In cases like SC, where the law takes immediate effect, or like TN and MS, where the district court declines to issue a temporary injunction or the district court issues a temporary injunction and the appellate court overturns it, we may need to take some steps to limit our potential liability: when that happens, we'll tell you what we're doing as fast as we possibly can. (Sometimes it takes a little while for us to figure out the exact implications of a newly passed law or run the risk assessment on a law that the courts declined to enjoin. Netchoice's lawyers are excellent, but they're Netchoice's lawyers, not ours: we have to figure out our obligations ourselves. I am so very thankful that even though we are poor in money, we are very rich in friends, and we have a wide range of people we can go to for help.)

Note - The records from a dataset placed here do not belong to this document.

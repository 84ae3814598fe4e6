//! Demo operator for the standard board
//!
//! Opens closed loops between vertically stacked nodes: a bare return wire
//! first, then a spawn on the outgoing leg. The packet then circulates,
//! earning coins at each arrival, and the coins buy the wire for the next
//! loop. Each loop carries one packet, so loops never collide.

use glam::Vec2;

use super::effects::EffectKind;
use super::state::{SimStatus, Simulation};

/// One closed loop: (outgoing leg, return leg), each as (output port, input port)
type Loop = [(Vec2, Vec2); 2];

/// Left column (top-left <-> bottom-left), then right column
pub const LOOPS: [Loop; 2] = [
    [
        (Vec2::new(120.0, 160.0), Vec2::new(80.0, 390.0)),
        (Vec2::new(120.0, 390.0), Vec2::new(80.0, 160.0)),
    ],
    [
        (Vec2::new(420.0, 160.0), Vec2::new(380.0, 390.0)),
        (Vec2::new(420.0, 390.0), Vec2::new(380.0, 160.0)),
    ],
];

fn loop_length(legs: &Loop) -> f32 {
    legs.iter().map(|(from, to)| from.distance(*to)).sum()
}

#[derive(Debug, Clone, Default)]
pub struct AutoPilot {
    /// Loops opened so far
    pub opened: usize,
}

impl AutoPilot {
    pub fn new() -> Self {
        Self::default()
    }

    /// Make at most one purchase and one construction. Call between ticks.
    pub fn step(&mut self, sim: &mut Simulation) {
        if sim.status != SimStatus::Running {
            return;
        }

        let reset_cost = EffectKind::ResetNoise.cost(&sim.tuning.costs);
        if sim.counters.coins >= reset_cost && sim.packets.iter().any(|p| p.noise_ratio() > 0.5) {
            if let Err(e) = sim.apply_effect(EffectKind::ResetNoise) {
                log::debug!("Autopilot reset refused: {}", e);
            }
        }

        let Some(&legs) = LOOPS.get(self.opened) else {
            return;
        };
        if sim.budget.remaining < loop_length(&legs) {
            let extend_cost = EffectKind::ExtendBudget.cost(&sim.tuning.costs);
            if sim.counters.coins >= extend_cost {
                if let Err(e) = sim.apply_effect(EffectKind::ExtendBudget) {
                    log::debug!("Autopilot extend refused: {}", e);
                }
            }
            return;
        }

        let [(out_from, out_to), (back_from, back_to)] = legs;
        let Some(back_dest) = sim.nodes.iter().find(|n| n.has_input(back_to)).map(|n| n.id) else {
            log::warn!("Autopilot: no node takes input at {:?}", back_to);
            self.opened += 1;
            return;
        };
        let opened = sim
            .try_create_wire(back_from, back_to, back_dest)
            .and_then(|_| sim.spawn_packet(out_from, out_to));
        match opened {
            Ok(id) => {
                log::info!("Autopilot opened loop {} with packet {}", self.opened, id.0);
                self.opened += 1;
            }
            Err(e) => log::warn!("Autopilot could not open loop {}: {}", self.opened, e),
        }
    }
}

In cases where Netchoice filed the lawsuit before the law's effective date, there's a pending motion for a preliminary injunction, the court hasn't ruled on the motion yet, and we're specifically named in the motion for preliminary injunction as a Netchoice member the law would apply to, we generally evaluate that the risk is low enough we can wait and see what the judge decides. (Right now, for instance, that's Netchoice v Jones, formerly Netchoice v Miyares, mentioned in our December news post: the judge has not yet ruled on the motion for preliminary injunction.) If the judge grants the injunction, we won't need to do anything, because the state will be prevented from enforcing the law. If the judge doesn't grant the injunction, we'll figure out what we need to do then, and we'll let you know as soon as we know.

I know it's frustrating for people to not know what's going to happen! Believe me, it's just as frustrating for us: you would not believe how much of my time is taken up by tracking all of this. I keep trying to find time to update [site community profile] dw_advocacy so people know the status of all the various lawsuits (and what actions we've taken in response), but every time I think I might have a second, something else happens like this SC law and I have to scramble to figure out what we need to do. We will continue to update [site community profile] dw_news whenever we do have to take an action that restricts any of our users, though, as soon as something happens that may make us have to take an action, and we will give you as much warning as we possibly can. It is absolutely ridiculous that we still have to have this fight, but we're going to keep fighting it for as long as we have to and as hard as we need to.

I look forward to the day we can lift the restrictions on Mississippi, Tennessee, and now South Carolina, and I apologize again to our users (and to the people who temporarily aren't able to become our users) from those states.